═══ Records shown

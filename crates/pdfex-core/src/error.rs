//! Error types for the pdfex-core library.

use std::path::PathBuf;
use thiserror::Error;

/// Main error type for the pdfex library.
#[derive(Error, Debug)]
pub enum ExtractError {
    /// Input validation error.
    #[error("validation error: {0}")]
    Validation(#[from] ValidationError),

    /// Document-level error (open/parse/decrypt).
    #[error("document error: {0}")]
    Document(#[from] DocumentError),

    /// Single-page extraction error.
    #[error("page error: {0}")]
    Page(#[from] PageError),

    /// Output write error.
    #[error("write error: {0}")]
    Write(#[from] WriteError),

    /// I/O error.
    #[error("I/O error: {0}")]
    Io(#[from] std::io::Error),
}

/// Errors rejecting the input before extraction is attempted.
#[derive(Error, Debug)]
pub enum ValidationError {
    /// The input file does not exist.
    #[error("file not found: {}", .0.display())]
    NotFound(PathBuf),

    /// The input file does not carry a .pdf extension.
    #[error("not a PDF file: {}", .0.display())]
    NotPdf(PathBuf),
}

/// Errors opening a document as a whole.
#[derive(Error, Debug)]
pub enum DocumentError {
    /// Failed to parse the PDF structure.
    #[error("failed to parse PDF: {0}")]
    Parse(String),

    /// The PDF is encrypted and no usable password is available.
    #[error("PDF is encrypted and cannot be opened without a password")]
    Encrypted,

    /// The input is zero bytes long.
    #[error("PDF file is empty")]
    Empty,

    /// The PDF parsed but contains no pages.
    #[error("PDF has no pages")]
    NoPages,
}

/// Errors local to a single page.
#[derive(Error, Debug)]
pub enum PageError {
    /// Text extraction failed for this page.
    #[error("failed to extract text: {0}")]
    TextExtraction(String),

    /// The requested page number does not exist.
    #[error("invalid page number: {0}")]
    InvalidPage(u32),
}

/// Errors persisting extraction output.
#[derive(Error, Debug)]
pub enum WriteError {
    /// The output directory could not be created.
    #[error("failed to create output directory {}: {}", path.display(), reason)]
    CreateDir { path: PathBuf, reason: String },

    /// An output file could not be written.
    #[error("failed to write {}: {}", path.display(), reason)]
    WriteFile { path: PathBuf, reason: String },
}

/// Result type for the pdfex library.
pub type Result<T> = std::result::Result<T, ExtractError>;
//! Quickpay - payment links and notification verification for the Yandex
//! quickpay gateway
//!
//! Builds payment URLs and HTML forms from validated parameters and verifies
//! the SHA-1 signature of the gateway's payment notifications. The crate
//! performs no network I/O.
//!
//! ```no_run
//! use quickpay::PaymentRequest;
//!
//! let mut request = PaymentRequest::new("410011112222333", "Order #1", "10")?;
//! request.set_label("order-1").set_need_email(true);
//! let url = request.to_url();
//! # Ok::<(), quickpay::ValidationError>(())
//! ```

pub mod application;
pub mod config;
pub mod domain;
pub mod infrastructure;
pub mod shared;

#[cfg(test)]
mod tests;

pub use application::{NotificationVerifier, PaymentRequest};
pub use crate::config::AppConfig;
pub use domain::{Amount, FormKind, Notification, NotificationFields, PaymentParams, PaymentType};
pub use infrastructure::Redirect;
pub use shared::error::{AppError, AppResult, NotificationError, ValidationError};

/// Application result type
pub type Result<T> = std::result::Result<T, shared::error::AppError>;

══════

• [What you should do]
When answering, write out each of the lines above exactly as given.

• [Output of the exercise]
filename crates/pdfex-core/src/error.rs
//! Error types for the pdfex-core library.

use std::path::PathBuf;
use thiserror::Error;

/// Main error type for the pdfex library.
#[derive(Error, Debug)]
pub enum ExtractError {
    /// Input validation error.
    #[error("validation error: {0}")]
    Validation(#[from] ValidationError),

    /// Document-level error (open/parse/decrypt).
    #[error("document error: {0}")]
    Document(#[from] DocumentError),

    /// Single-page extraction error.
    #[error("page error: {0}")]
    Page(#[from] PageError),

    /// Output write error.
    #[error("write error: {0}")]
    Write(#[from] WriteError),

    /// I/O error.
    #[error("I/O error: {0}")]
    Io(#[from] std::io::Error),
}

/// Errors rejecting the input before extraction is attempted.
#[derive(Error, Debug)]
pub enum ValidationError {
    /// The input file does not exist.
    #[error("file not found: {}", .0.display())]
    NotFound(PathBuf),

    /// The input file does not carry a .pdf extension.
    #[error("not a PDF file: {}", .0.display())]
    NotPdf(PathBuf),
}

/// Errors opening a document as a whole.
#[derive(Error, Debug)]
pub enum DocumentError {
    /// Failed to parse the PDF structure.
    #[error("failed to parse PDF: {0}")]
    Parse(String),

    /// The PDF is encrypted and no usable password is available.
    #[error("PDF is encrypted and cannot be opened without a password")]
    Encrypted,

    /// The input is zero bytes long.
    #[error("PDF file is empty")]
    Empty,

    /// The PDF parsed but contains no pages.
    #[error("PDF has no pages")]
    NoPages,
}

/// Errors local to a single page.
#[derive(Error, Debug)]
pub enum PageError {
    /// Text extraction failed for this page.
    #[error("failed to extract text: {0}")]
    TextExtraction(String),

    /// The requested page number does not exist.
    #[error("invalid page number: {0}")]
    InvalidPage(u32),
}

/// Errors persisting extraction output.
#[derive(Error, Debug)]
pub enum WriteError {
    /// The output directory could not be created.
    #[error("failed to create output directory {}: {}", path.display(), reason)]
    CreateDir { path: PathBuf, reason: String },

    /// An output file could not be written.
    #[error("failed to write {}: {}", path.display(), reason)]
    WriteFile { path: PathBuf, reason: String },
}

/// Result type for the pdfex library.
pub type Result<T> = std::result::Result<T, ExtractError>;
//! Quickpay - payment links and notification verification for the Yandex
//! quickpay gateway
//!
//! Builds payment URLs and HTML forms from validated parameters and verifies
//! the SHA-1 signature of the gateway's payment notifications. The crate
//! performs no network I/O.
//!
//! ```no_run
//! use quickpay::PaymentRequest;
//!
//! let mut request = PaymentRequest::new("410011112222333", "Order #1", "10")?;
//! request.set_label("order-1").set_need_email(true);
//! let url = request.to_url();
//! # Ok::<(), quickpay::ValidationError>(())
//! ```

pub mod application;
pub mod config;
pub mod domain;
pub mod infrastructure;
pub mod shared;

#[cfg(test)]
mod tests;

pub use application::{NotificationVerifier, PaymentRequest};
pub use crate::config::AppConfig;
pub use domain::{Amount, FormKind, Notification, NotificationFields, PaymentParams, PaymentType};
pub use infrastructure::Redirect;
pub use shared::error::{AppError, AppResult, NotificationError, ValidationError};

/// Application result type
pub type Result<T> = std::result::Result<T, shared::error::AppError>;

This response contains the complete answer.